Al ritorno dalla prima del suo nuovo film, il giovane regista Malcolm comincia un grave litigio con la propria compagna. L’intero film è costituito da una narrazione quasi senza interruzioni di questo litigio, che, come un pendolo, oscillerà tra momenti di pura crudeltà a momenti di passionale amore, mettendo a nudo la fragile e disfunzionale relazione tra i protagonisti.
Il film, come già detto, si presenta come un prodotto deludente e insufficiente, anche se non manca di aspetti che oserei definire di eccellente qualità: la recitazione dei due attori protagonisti, nonché gli unici attori, risulta eccellente e di immenso talento, soprattutto considerando la bassa qualità del materiale con il quale erano obbligati a lavorare; la regia e la fotografia manifestano la grandissima creatività del regista, e parzialmente soddisfano le aspettative poste da “Euphoria”.
Questi barlumi di talento sono, però, oscurati da difetti ben più grandi e insistenti.
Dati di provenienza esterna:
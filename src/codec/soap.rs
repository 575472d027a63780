//! SOAP-envelope encoding.
//!
//! Every element is an `<item>` carrying its shape in `xsi:type`, and the
//! array declares its length so truncated payloads are detected:
//!
//! ```xml
//! <SOAP-ENV:Envelope xmlns:SOAP-ENV="..." xmlns:xsi="...">
//!   <SOAP-ENV:Body>
//!     <PointArray length="1">
//!       <item xsi:type="Point3D"><X>3</X><Y>4</Y><Z>5</Z></item>
//!     </PointArray>
//!   </SOAP-ENV:Body>
//! </SOAP-ENV:Envelope>
//! ```

use quick_xml::events::{BytesDecl, BytesEnd, BytesStart, Event};

use crate::codec::xml::{
    element_name, emit, expect_eof, new_reader, new_writer, next_significant, read_coordinates, unexpected,
    write_coordinates,
};
use crate::codec::{DecodeError, EncodeError, PointCodec, PointFormat};
use crate::numerics::types::variant::{PointVariant, VariantTag};

pub const ENVELOPE: &str = "SOAP-ENV:Envelope";
pub const BODY: &str = "SOAP-ENV:Body";
pub const ARRAY: &str = "PointArray";
pub const ITEM: &str = "item";
pub const TYPE_ATTRIBUTE: &str = "xsi:type";
pub const LENGTH_ATTRIBUTE: &str = "length";

const ENVELOPE_NS: &str = "http://schemas.xmlsoap.org/soap/envelope/";
const XSI_NS: &str = "http://www.w3.org/2001/XMLSchema-instance";

#[derive(Debug, Clone, Copy)]
pub struct SoapCodec {
    pretty: bool,
}

impl SoapCodec {
    pub fn new(pretty: bool) -> Self {
        Self { pretty }
    }
}

impl PointCodec for SoapCodec {
    fn format(&self) -> PointFormat {
        PointFormat::Soap
    }

    fn encode(&self, points: &[PointVariant]) -> Result<Vec<u8>, EncodeError> {
        let format = PointFormat::Soap;
        let mut writer = new_writer(self.pretty);
        emit(&mut writer, format, Event::Decl(BytesDecl::new("1.0", Some("utf-8"), None)))?;

        let mut envelope = BytesStart::new(ENVELOPE);
        envelope.push_attribute(("xmlns:SOAP-ENV", ENVELOPE_NS));
        envelope.push_attribute(("xmlns:xsi", XSI_NS));
        emit(&mut writer, format, Event::Start(envelope))?;
        emit(&mut writer, format, Event::Start(BytesStart::new(BODY)))?;

        let length = points.len().to_string();
        let mut array = BytesStart::new(ARRAY);
        array.push_attribute((LENGTH_ATTRIBUTE, length.as_str()));
        emit(&mut writer, format, Event::Start(array))?;

        for point in points {
            let mut item = BytesStart::new(ITEM);
            item.push_attribute((TYPE_ATTRIBUTE, point.variant_name()));
            emit(&mut writer, format, Event::Start(item))?;
            write_coordinates(&mut writer, format, point)?;
            emit(&mut writer, format, Event::End(BytesEnd::new(ITEM)))?;
        }

        emit(&mut writer, format, Event::End(BytesEnd::new(ARRAY)))?;
        emit(&mut writer, format, Event::End(BytesEnd::new(BODY)))?;
        emit(&mut writer, format, Event::End(BytesEnd::new(ENVELOPE)))?;
        Ok(writer.into_inner())
    }

    fn decode(&self, bytes: &[u8]) -> Result<Vec<PointVariant>, DecodeError> {
        let format = PointFormat::Soap;
        let mut reader = new_reader(bytes);

        match next_significant(&mut reader, format)? {
            Event::Start(e) if e.name().as_ref() == ENVELOPE.as_bytes() => {}
            Event::Eof => return Err(DecodeError::Empty { format }),
            other => return Err(unexpected(format, &other, ENVELOPE)),
        }
        match next_significant(&mut reader, format)? {
            Event::Start(e) if e.name().as_ref() == BODY.as_bytes() => {}
            other => return Err(unexpected(format, &other, BODY)),
        }

        let (declared, has_children) = match next_significant(&mut reader, format)? {
            Event::Start(e) if e.name().as_ref() == ARRAY.as_bytes() => (declared_length(&e)?, true),
            Event::Empty(e) if e.name().as_ref() == ARRAY.as_bytes() => (declared_length(&e)?, false),
            other => return Err(unexpected(format, &other, ARRAY)),
        };

        let mut points = Vec::with_capacity(declared.min(1024));
        while has_children {
            match next_significant(&mut reader, format)? {
                Event::Start(e) if e.name().as_ref() == ITEM.as_bytes() => {
                    let tag = item_type(&e)?;
                    points.push(read_coordinates(&mut reader, format, tag, ITEM)?);
                }
                Event::End(_) => break,
                other => return Err(unexpected(format, &other, ITEM)),
            }
        }

        if points.len() != declared {
            return Err(DecodeError::LengthMismatch { declared, actual: points.len() });
        }

        // closing Body and Envelope; quick-xml checks the names match
        for expected in [BODY, ENVELOPE] {
            match next_significant(&mut reader, format)? {
                Event::End(_) => {}
                other => return Err(unexpected(format, &other, expected)),
            }
        }
        expect_eof(&mut reader, format)?;
        Ok(points)
    }
}

fn required_attribute(e: &BytesStart<'_>, name: &str) -> Result<String, DecodeError> {
    let format = PointFormat::Soap;
    let attribute = e
        .try_get_attribute(name)
        .map_err(|err| DecodeError::malformed(format, err))?
        .ok_or_else(|| DecodeError::malformed(format, format!("<{}> without {}", element_name(e), name)))?;
    let value = attribute
        .unescape_value()
        .map_err(|err| DecodeError::malformed(format, err))?;
    Ok(value.into_owned())
}

fn declared_length(e: &BytesStart<'_>) -> Result<usize, DecodeError> {
    let value = required_attribute(e, LENGTH_ATTRIBUTE)?;
    value
        .trim()
        .parse::<usize>()
        .map_err(|err| DecodeError::malformed(PointFormat::Soap, format!("length {:?}: {}", value, err)))
}

fn item_type(e: &BytesStart<'_>) -> Result<VariantTag, DecodeError> {
    let name = required_attribute(e, TYPE_ATTRIBUTE)?;
    name.parse::<VariantTag>()
        .map_err(|name| DecodeError::UnknownVariant { format: PointFormat::Soap, name })
}
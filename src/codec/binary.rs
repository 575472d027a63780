//! Tagged binary encoding built on bincode.
//!
//! Layout: the 4-byte magic `PTB1` followed by the bincode (standard config)
//! serialization of the point sequence. The enum discriminant of each element
//! carries its shape.

use crate::codec::{DecodeError, EncodeError, PointCodec, PointFormat};
use crate::numerics::types::variant::PointVariant;

pub const MAGIC: &[u8; 4] = b"PTB1";

#[derive(Debug, Default, Clone, Copy)]
pub struct BinaryCodec;

impl BinaryCodec {
    pub fn new() -> Self {
        Self
    }
}

impl PointCodec for BinaryCodec {
    fn format(&self) -> PointFormat {
        PointFormat::Binary
    }

    fn encode(&self, points: &[PointVariant]) -> Result<Vec<u8>, EncodeError> {
        let body = bincode::serde::encode_to_vec(points, bincode::config::standard())
            .map_err(|e| EncodeError::serialize(PointFormat::Binary, e))?;

        let mut bytes = Vec::with_capacity(MAGIC.len() + body.len());
        bytes.extend_from_slice(MAGIC);
        bytes.extend_from_slice(&body);
        Ok(bytes)
    }

    fn decode(&self, bytes: &[u8]) -> Result<Vec<PointVariant>, DecodeError> {
        let body = bytes
            .strip_prefix(MAGIC.as_slice())
            .ok_or_else(|| DecodeError::malformed(PointFormat::Binary, "missing PTB1 header"))?;

        let (points, read): (Vec<PointVariant>, usize) =
            bincode::serde::decode_from_slice(body, bincode::config::standard())
                .map_err(|e| DecodeError::malformed(PointFormat::Binary, e))?;

        if read != body.len() {
            return Err(DecodeError::malformed(
                PointFormat::Binary,
                format!("{} trailing bytes", body.len() - read),
            ));
        }
        Ok(points)
    }
}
Primo su tutti, abbiamo una sceneggiatura ripetitiva e ridondante: il litigio tra i protagonisti orbita, infatti, attorno agli stessi due o tre argomenti, ripetuti in modo ossessivo più volte e che, per quanto inizialmente risultassero validi, alla lunga vengono snaturati e resi quasi ridicoli dalla loro ripetizione. Inoltre, la trama stessa del film risulta pressoché inesistente: per quanto sia accettabile che in un prodotto basato sulla narrazione di un singolo evento non abbia eccessivi cambi di tono o colpi di scena, nel film non vediamo nessun accenno ad una qualunque evoluzione della trama o dei personaggi, con i due protagonisti che iniziano e finiscono il film nella stessa identica condizione sia fisica che spirituale. Infine, il ritmo stesso del film è confusionario e estremizzato: tra i vari cambi di tonalità della narrazione non vi è alcuna transizione, e quindi vediamo dei personaggi che in una scena stanno per sbranarsi e due secondi dopo si amano incondizionatamente.
Questi aspetti rendono, a mio parere, “Malcolm & Marie” un enorme spreco di talento che, se fosse stato trattato con più cura e attenzione, avrebbe potuto essere un film al pari delle aspettative.